The ‘budget’ EVO line gets a speed boost!

Introduction:

Since Samsung’s announcement of the 960 Series SSDs, I have been patiently waiting not for the 960 PRO (reviewed a few weeks back), but for the 960 EVO. It is the EVO, in my opinion, that is the big release here. Sure, it doesn’t have the quad Hexadecimal Die Packages, Package-on-Package DRAM and ultimate higher capacity of the PRO, but what it *does* potentially have is class leading performance / price in the M.2 form factor. Just as we all wanted lower cost SSDs in the 2.5” SATA form factor, M.2 is seeing greater adoption across laptops and desktop motherboards, and it’s high time we started seeing M.2 SSDs come down in price.

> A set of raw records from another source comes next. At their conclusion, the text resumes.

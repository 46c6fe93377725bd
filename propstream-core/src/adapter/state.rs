//! State Aggregator
//!
//! Holds the render state behind a single mutation point and publishes it
//! to the host.
//!
//! # Partitions
//!
//! [`RenderState`] keeps plain property values and stream-delivered values
//! in two maps. Each map sits behind an `Arc` and is replaced, never mutated
//! in place, so "did anything change" is a pointer comparison.
//!
//! # Coalescing
//!
//! Every [`StateAggregator::update`] writes into the pending state. The
//! first write in a turn defers one flush through the [`Scheduler`]; later
//! writes in the same turn ride along. The flush publishes the pending
//! state once, or not at all when both partitions are still the ones last
//! published.
//!
//! # Teardown
//!
//! While the aggregator is not accepting updates, writes are dropped and a
//! flush that was already queued publishes nothing.

use std::sync::Arc;

use indexmap::IndexMap;
use parking_lot::Mutex;
use serde_json::Value;

use super::scheduler::Scheduler;
use crate::error::StreamError;
use crate::logger::{LogLevel, ScopedLogger};

pub type ValueMap = IndexMap<String, Value>;

/// The merged key/value state fed to the wrapped component.
#[derive(Debug, Clone, Default, PartialEq)]
pub struct RenderState {
    plain: Arc<ValueMap>,
    streams: Arc<ValueMap>,
}

impl RenderState {
    pub fn new(plain: ValueMap, streams: ValueMap) -> Self {
        Self {
            plain: Arc::new(plain),
            streams: Arc::new(streams),
        }
    }

    pub fn plain_values(&self) -> &ValueMap {
        &self.plain
    }

    pub fn stream_values(&self) -> &ValueMap {
        &self.streams
    }

    /// Plain values overlaid with stream values; streams win on collision.
    pub fn rendered_props(&self) -> ValueMap {
        let mut props = (*self.plain).clone();
        for (key, value) in self.streams.iter() {
            props.insert(key.clone(), value.clone());
        }
        props
    }

    /// True when both partitions are the very same maps as `other`'s.
    pub fn same_as(&self, other: &RenderState) -> bool {
        Arc::ptr_eq(&self.plain, &other.plain) && Arc::ptr_eq(&self.streams, &other.streams)
    }
}

/// One write into the render state.
#[derive(Debug, Clone, PartialEq)]
pub enum StateChange {
    SetPlain(String, Value),
    SetStream(String, Value),
    RemovePlain(String),
    RemoveStream(String),
}

/// Receives published state and stream failures.
pub trait StateListener: Send + Sync {
    /// A coalesced state transition. The host re-renders from `state`.
    fn state_changed(&self, state: &RenderState);

    /// A bound stream signalled a terminal error.
    fn stream_failed(&self, key: &str, error: &StreamError);
}

struct Pending {
    /// Every write so far, flushed or not.
    state: RenderState,

    /// What the listener last saw.
    published: RenderState,

    /// A flush is queued on the scheduler.
    flush_scheduled: bool,

    /// Off before attach and after detach; writes are dropped meanwhile.
    accepting: bool,
}

struct Shared {
    pending: Mutex<Pending>,

    /// Runs the deferred flush.
    scheduler: Arc<dyn Scheduler>,

    /// Receives each published state and every stream failure.
    listener: Arc<dyn StateListener>,

    log: ScopedLogger,
}

/// The single owner of an adapter's render state.
#[derive(Clone)]
pub struct StateAggregator {
    shared: Arc<Shared>,
}

impl StateAggregator {
    /// Create an aggregator seeded with `initial`, not yet accepting updates.
    pub fn new(
        initial: RenderState,
        scheduler: Arc<dyn Scheduler>,
        listener: Arc<dyn StateListener>,
        log: ScopedLogger,
    ) -> Self {
        Self {
            shared: Arc::new(Shared {
                pending: Mutex::new(Pending {
                    published: initial.clone(),
                    state: initial,
                    flush_scheduled: false,
                    accepting: false,
                }),
                scheduler,
                listener,
                log,
            }),
        }
    }

    /// Open or close the gate for writes and flushes.
    pub fn set_accepting(&self, accepting: bool) {
        self.shared.pending.lock().accepting = accepting;
    }

    /// The state as last published to the listener.
    pub fn published(&self) -> RenderState {
        self.shared.pending.lock().published.clone()
    }

    /// The state including writes not yet flushed.
    pub fn pending(&self) -> RenderState {
        self.shared.pending.lock().state.clone()
    }

    /// Record a value delivered by the stream bound to `key`.
    pub fn deliver(&self, key: &str, value: Value) {
        let log = &self.shared.log;
        if log.enabled(LogLevel::Debug) {
            log.debug(format_args!("received stream value [{key}]: {value}"));
        }
        self.update([StateChange::SetStream(key.to_string(), value)]);
    }

    /// Hand a stream failure to the host.
    pub fn report_error(&self, key: &str, error: &StreamError) {
        self.shared
            .log
            .error(format_args!("stream [{key}] failed: {error}"));
        self.shared.listener.stream_failed(key, error);
    }

    /// Apply `changes` to the pending state and schedule a flush.
    pub fn update(&self, changes: impl IntoIterator<Item = StateChange>) {
        let mut missing = Vec::new();
        let schedule = {
            let mut pending = self.shared.pending.lock();
            if !pending.accepting {
                drop(pending);
                self.shared.log.debug("dropping state update: not accepting updates");
                return;
            }

            // Partitions are copied on first write; an untouched partition
            // keeps its identity.
            let mut plain: Option<ValueMap> = None;
            let mut streams: Option<ValueMap> = None;
            let (mut plain_dirty, mut streams_dirty) = (false, false);
            for change in changes {
                match change {
                    StateChange::SetPlain(key, value) => {
                        plain
                            .get_or_insert_with(|| (*pending.state.plain).clone())
                            .insert(key, value);
                        plain_dirty = true;
                    }
                    StateChange::SetStream(key, value) => {
                        streams
                            .get_or_insert_with(|| (*pending.state.streams).clone())
                            .insert(key, value);
                        streams_dirty = true;
                    }
                    StateChange::RemovePlain(key) => {
                        let map = plain.get_or_insert_with(|| (*pending.state.plain).clone());
                        if map.shift_remove(&key).is_some() {
                            plain_dirty = true;
                        } else {
                            missing.push(("plainValues", key));
                        }
                    }
                    StateChange::RemoveStream(key) => {
                        let map =
                            streams.get_or_insert_with(|| (*pending.state.streams).clone());
                        if map.shift_remove(&key).is_some() {
                            streams_dirty = true;
                        } else {
                            missing.push(("streamValues", key));
                        }
                    }
                }
            }

            if let Some(map) = plain.filter(|_| plain_dirty) {
                pending.state.plain = Arc::new(map);
            }
            if let Some(map) = streams.filter(|_| streams_dirty) {
                pending.state.streams = Arc::new(map);
            }

            if pending.flush_scheduled {
                false
            } else {
                pending.flush_scheduled = true;
                true
            }
        };

        for (partition, key) in missing {
            self.shared
                .log
                .warning(format_args!("'{partition}' has no key [{key}] to delete"));
        }

        if schedule {
            let this = self.clone();
            self.shared.scheduler.defer(Box::new(move || this.flush()));
        }
    }

    /// Publish the pending state if it differs from the last publication.
    ///
    /// Normally called by the deferred task scheduled in [`update`](Self::update).
    pub fn flush(&self) {
        let state = {
            let mut pending = self.shared.pending.lock();
            pending.flush_scheduled = false;
            if !pending.accepting {
                return;
            }
            if pending.state.same_as(&pending.published) {
                return;
            }
            pending.published = pending.state.clone();
            pending.published.clone()
        };

        let log = &self.shared.log;
        log.info("updating state");
        if log.enabled(LogLevel::Debug) {
            log.debug(format_args!("state: {:?}", state.rendered_props()));
        }
        self.shared.listener.state_changed(&state);
    }
}

impl std::fmt::Debug for StateAggregator {
    fn fmt(&self, f: &mut std::fmt::Formatter<'_>) -> std::fmt::Result {
        let pending = self.shared.pending.lock();
        f.debug_struct("StateAggregator")
            .field("pending", &pending.state)
            .field("published", &pending.published)
            .field("flush_scheduled", &pending.flush_scheduled)
            .field("accepting", &pending.accepting)
            .finish()
    }
}

// ----------------------------------------------------------------------------
// Tests
// ----------------------------------------------------------------------------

I know, don’t tell me, the Intel 600p carries a SATA-level cost/GB in an M.2 form factor. Sure that’s great, and while I do recommend that SSD for those on a budget, its caching scheme comes with some particularly nasty inconsistencies in sustained writes that may scare off some power users. Samsung 840/850 EVO SSDs have historically handled the transitions between SLC cache and TLC bulk writes far better than any competing units, and I’ve eagerly anticipated the chance to see how well their implementation carries over to an NVMe SSD. Fortunately for us, that day is today:

Specifications:

An important point to note in the performance specs – the lowest capacity model is the only one to see its performance significantly taper in stated specifications. That is because even with its 48-layer VNAND operating in SLC mode, there are only two packages on all 960 EVOs and the 250GB capacity comes equipped with the fewest dies to spread the work across. Less parallelism leads to lower ultimate performance. Still, it is impressive to see only 250GB of flash reaching near saturation of PCIe 3.0 x4 in reads.

I've appended the 'sustained' (TLC) performance specs at the bottom of the above chart. These 'after TurboWrite' figures are the expected performance after the SLC cache has been depleted. This is nearly impossible in actual usage scenarios, as it is extremely difficult for any typical (or even power user) desktop workloads to write fast and long enough to deplete such a cache, especially considering how much larger these caches are compared to prior models.

Packaging:

Samsung has carried forward their simple packaging introduced with the 960 PRO. The felt pad on the bottom of the installation guide is both functional and elegant, keeping the 960 Pro safely in place during shipment.